# WHAT TO PRODUCE:
Below are entries; copy exactly the lines from the one with "filename src/engine_state/voxels/chunk/height_index.rs" through the one with "use super::BlockTypeSize;", both included, and leave out the rest.

******

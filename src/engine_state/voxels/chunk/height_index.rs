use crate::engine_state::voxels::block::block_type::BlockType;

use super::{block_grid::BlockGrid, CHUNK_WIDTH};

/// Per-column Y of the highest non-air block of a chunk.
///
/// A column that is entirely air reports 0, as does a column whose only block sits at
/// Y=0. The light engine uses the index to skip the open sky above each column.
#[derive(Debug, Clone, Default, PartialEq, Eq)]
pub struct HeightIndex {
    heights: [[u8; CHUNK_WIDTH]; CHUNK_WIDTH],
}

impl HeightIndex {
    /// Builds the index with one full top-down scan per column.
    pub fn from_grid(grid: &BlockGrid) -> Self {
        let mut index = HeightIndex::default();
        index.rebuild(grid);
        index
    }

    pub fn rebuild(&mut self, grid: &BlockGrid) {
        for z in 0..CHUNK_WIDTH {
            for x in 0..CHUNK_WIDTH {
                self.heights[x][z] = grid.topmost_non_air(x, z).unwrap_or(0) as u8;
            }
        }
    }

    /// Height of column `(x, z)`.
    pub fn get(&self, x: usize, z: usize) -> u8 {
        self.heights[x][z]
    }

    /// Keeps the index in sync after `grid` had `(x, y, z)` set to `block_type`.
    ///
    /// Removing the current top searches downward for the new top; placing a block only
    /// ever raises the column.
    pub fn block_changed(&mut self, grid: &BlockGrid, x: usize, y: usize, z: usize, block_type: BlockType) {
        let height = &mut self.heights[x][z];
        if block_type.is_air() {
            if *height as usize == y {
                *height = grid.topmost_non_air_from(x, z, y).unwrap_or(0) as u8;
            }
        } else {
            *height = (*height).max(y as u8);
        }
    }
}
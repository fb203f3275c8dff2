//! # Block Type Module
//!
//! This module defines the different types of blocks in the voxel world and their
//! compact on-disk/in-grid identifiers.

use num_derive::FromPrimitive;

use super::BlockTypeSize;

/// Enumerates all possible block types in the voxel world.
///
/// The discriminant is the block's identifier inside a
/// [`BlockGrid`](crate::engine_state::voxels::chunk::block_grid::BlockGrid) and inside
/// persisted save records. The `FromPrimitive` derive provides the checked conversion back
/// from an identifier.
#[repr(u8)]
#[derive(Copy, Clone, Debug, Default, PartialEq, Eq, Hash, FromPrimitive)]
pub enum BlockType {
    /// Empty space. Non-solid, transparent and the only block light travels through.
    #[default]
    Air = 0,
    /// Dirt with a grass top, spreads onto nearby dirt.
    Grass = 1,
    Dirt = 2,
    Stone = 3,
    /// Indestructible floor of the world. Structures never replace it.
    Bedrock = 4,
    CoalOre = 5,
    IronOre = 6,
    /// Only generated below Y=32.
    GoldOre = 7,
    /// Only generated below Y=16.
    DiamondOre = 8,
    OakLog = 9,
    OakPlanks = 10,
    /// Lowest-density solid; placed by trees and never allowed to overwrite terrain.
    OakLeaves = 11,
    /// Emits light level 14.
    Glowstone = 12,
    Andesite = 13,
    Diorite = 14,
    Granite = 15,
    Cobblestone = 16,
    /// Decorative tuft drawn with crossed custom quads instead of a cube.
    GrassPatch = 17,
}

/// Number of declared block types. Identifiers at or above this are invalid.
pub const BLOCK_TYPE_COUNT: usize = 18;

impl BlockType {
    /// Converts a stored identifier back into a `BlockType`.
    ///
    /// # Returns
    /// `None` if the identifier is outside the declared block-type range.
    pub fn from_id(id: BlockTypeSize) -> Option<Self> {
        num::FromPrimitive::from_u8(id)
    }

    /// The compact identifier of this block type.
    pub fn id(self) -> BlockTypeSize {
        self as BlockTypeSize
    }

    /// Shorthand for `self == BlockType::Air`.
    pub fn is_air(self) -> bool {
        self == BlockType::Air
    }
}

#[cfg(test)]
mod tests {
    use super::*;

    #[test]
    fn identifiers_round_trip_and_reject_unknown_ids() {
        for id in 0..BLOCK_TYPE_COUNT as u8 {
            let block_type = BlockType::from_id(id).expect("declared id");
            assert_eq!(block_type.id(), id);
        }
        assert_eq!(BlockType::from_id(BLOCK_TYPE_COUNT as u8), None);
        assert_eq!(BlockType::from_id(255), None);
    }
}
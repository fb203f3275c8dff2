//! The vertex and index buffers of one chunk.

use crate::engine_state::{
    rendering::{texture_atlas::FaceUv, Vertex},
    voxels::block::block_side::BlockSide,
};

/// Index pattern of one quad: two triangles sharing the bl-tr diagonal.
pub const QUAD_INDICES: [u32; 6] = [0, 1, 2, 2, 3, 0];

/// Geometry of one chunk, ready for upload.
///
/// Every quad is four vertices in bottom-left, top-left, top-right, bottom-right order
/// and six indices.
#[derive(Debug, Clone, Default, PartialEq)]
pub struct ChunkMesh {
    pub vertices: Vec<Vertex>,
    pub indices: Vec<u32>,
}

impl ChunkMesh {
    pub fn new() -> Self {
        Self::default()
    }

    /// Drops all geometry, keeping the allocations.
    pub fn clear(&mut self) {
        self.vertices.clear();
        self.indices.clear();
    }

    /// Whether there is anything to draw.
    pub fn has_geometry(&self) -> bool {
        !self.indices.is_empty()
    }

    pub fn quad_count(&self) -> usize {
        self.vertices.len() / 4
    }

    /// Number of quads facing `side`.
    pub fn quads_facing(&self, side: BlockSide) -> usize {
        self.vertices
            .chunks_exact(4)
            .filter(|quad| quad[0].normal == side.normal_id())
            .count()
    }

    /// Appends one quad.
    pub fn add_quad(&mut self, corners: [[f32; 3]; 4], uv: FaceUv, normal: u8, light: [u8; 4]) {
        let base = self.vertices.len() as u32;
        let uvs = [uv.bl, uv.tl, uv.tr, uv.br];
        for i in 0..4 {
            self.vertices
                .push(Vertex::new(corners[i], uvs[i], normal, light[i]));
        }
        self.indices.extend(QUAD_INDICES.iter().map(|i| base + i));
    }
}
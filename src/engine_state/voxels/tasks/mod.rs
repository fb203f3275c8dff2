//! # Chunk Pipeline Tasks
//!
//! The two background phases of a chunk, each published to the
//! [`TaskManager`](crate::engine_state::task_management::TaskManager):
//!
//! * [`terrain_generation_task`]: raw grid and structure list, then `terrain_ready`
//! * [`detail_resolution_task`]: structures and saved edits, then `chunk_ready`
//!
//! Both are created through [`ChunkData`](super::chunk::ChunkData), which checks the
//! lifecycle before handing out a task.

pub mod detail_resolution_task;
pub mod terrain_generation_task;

******

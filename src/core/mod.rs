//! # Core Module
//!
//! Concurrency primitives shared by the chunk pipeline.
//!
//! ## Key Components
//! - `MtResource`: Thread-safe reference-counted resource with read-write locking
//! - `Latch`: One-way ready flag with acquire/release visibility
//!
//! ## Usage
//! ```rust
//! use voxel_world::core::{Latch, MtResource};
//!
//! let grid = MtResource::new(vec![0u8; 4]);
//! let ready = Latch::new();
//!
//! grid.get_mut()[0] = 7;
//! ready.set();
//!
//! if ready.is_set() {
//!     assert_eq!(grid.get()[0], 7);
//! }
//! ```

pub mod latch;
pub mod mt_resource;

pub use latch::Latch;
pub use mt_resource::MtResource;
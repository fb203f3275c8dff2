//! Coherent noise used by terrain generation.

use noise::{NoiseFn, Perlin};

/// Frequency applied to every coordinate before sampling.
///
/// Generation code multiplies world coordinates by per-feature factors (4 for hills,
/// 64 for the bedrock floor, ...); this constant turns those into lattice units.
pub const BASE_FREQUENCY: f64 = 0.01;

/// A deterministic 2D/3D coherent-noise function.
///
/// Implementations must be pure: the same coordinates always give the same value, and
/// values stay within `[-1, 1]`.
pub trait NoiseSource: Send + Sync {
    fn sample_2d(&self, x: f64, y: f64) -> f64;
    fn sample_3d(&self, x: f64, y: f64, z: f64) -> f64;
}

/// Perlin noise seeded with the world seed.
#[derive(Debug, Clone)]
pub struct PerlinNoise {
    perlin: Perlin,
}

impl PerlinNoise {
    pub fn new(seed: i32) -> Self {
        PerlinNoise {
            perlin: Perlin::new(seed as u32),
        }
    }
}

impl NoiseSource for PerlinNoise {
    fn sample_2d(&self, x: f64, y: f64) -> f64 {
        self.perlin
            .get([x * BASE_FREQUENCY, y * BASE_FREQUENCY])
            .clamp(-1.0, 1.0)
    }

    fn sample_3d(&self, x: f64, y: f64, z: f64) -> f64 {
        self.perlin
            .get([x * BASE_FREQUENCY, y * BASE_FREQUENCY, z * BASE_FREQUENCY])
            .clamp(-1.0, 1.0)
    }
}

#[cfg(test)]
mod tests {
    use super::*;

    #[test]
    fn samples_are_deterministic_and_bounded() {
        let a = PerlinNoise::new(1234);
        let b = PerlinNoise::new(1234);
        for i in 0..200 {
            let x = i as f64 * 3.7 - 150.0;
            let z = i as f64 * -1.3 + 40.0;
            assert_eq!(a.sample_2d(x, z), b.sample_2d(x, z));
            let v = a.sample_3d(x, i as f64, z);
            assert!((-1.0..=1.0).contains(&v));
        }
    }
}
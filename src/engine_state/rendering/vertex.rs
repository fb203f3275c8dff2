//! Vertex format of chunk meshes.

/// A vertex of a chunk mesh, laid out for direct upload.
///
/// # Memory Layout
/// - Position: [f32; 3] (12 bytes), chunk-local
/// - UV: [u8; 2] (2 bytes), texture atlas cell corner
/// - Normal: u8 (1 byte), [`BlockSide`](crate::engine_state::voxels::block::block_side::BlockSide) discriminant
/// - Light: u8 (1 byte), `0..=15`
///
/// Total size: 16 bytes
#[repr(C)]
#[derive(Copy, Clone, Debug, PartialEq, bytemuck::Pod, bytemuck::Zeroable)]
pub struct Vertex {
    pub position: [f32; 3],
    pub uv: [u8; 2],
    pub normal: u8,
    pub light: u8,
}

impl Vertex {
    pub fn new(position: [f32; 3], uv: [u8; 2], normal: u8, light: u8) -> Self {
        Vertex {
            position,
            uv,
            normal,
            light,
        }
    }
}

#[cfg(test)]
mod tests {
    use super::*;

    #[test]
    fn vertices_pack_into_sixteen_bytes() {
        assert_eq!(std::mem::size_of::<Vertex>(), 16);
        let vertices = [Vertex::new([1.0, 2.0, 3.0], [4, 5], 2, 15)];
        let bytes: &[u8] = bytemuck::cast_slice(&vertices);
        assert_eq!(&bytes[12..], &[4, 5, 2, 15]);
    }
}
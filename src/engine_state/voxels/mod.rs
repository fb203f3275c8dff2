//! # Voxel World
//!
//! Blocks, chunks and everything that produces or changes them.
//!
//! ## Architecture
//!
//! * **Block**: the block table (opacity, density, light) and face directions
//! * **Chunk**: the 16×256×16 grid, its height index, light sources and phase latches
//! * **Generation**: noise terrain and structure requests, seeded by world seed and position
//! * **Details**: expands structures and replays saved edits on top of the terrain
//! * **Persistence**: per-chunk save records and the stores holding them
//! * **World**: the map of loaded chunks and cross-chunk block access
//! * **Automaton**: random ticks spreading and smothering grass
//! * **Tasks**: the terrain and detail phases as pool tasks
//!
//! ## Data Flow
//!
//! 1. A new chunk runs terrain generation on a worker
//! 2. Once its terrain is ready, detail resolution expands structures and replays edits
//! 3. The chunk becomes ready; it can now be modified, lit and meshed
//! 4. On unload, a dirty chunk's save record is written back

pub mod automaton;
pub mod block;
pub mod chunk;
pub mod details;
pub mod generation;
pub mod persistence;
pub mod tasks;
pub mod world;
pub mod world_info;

******

# REPLY TO THE TASK:
filename src/engine_state/voxels/chunk/height_index.rs
use crate::engine_state::voxels::block::block_type::BlockType;

use super::{block_grid::BlockGrid, CHUNK_WIDTH};

/// Per-column Y of the highest non-air block of a chunk.
///
/// A column that is entirely air reports 0, as does a column whose only block sits at
/// Y=0. The light engine uses the index to skip the open sky above each column.
#[derive(Debug, Clone, Default, PartialEq, Eq)]
pub struct HeightIndex {
    heights: [[u8; CHUNK_WIDTH]; CHUNK_WIDTH],
}

impl HeightIndex {
    /// Builds the index with one full top-down scan per column.
    pub fn from_grid(grid: &BlockGrid) -> Self {
        let mut index = HeightIndex::default();
        index.rebuild(grid);
        index
    }

    pub fn rebuild(&mut self, grid: &BlockGrid) {
        for z in 0..CHUNK_WIDTH {
            for x in 0..CHUNK_WIDTH {
                self.heights[x][z] = grid.topmost_non_air(x, z).unwrap_or(0) as u8;
            }
        }
    }

    /// Height of column `(x, z)`.
    pub fn get(&self, x: usize, z: usize) -> u8 {
        self.heights[x][z]
    }

    /// Keeps the index in sync after `grid` had `(x, y, z)` set to `block_type`.
    ///
    /// Removing the current top searches downward for the new top; placing a block only
    /// ever raises the column.
    pub fn block_changed(&mut self, grid: &BlockGrid, x: usize, y: usize, z: usize, block_type: BlockType) {
        let height = &mut self.heights[x][z];
        if block_type.is_air() {
            if *height as usize == y {
                *height = grid.topmost_non_air_from(x, z, y).unwrap_or(0) as u8;
            }
        } else {
            *height = (*height).max(y as u8);
        }
    }
}
repository fb203f3275c8dff2
//! # Block Type Module
//!
//! This module defines the different types of blocks in the voxel world and their
//! compact on-disk/in-grid identifiers.

use num_derive::FromPrimitive;

use super::BlockTypeSize;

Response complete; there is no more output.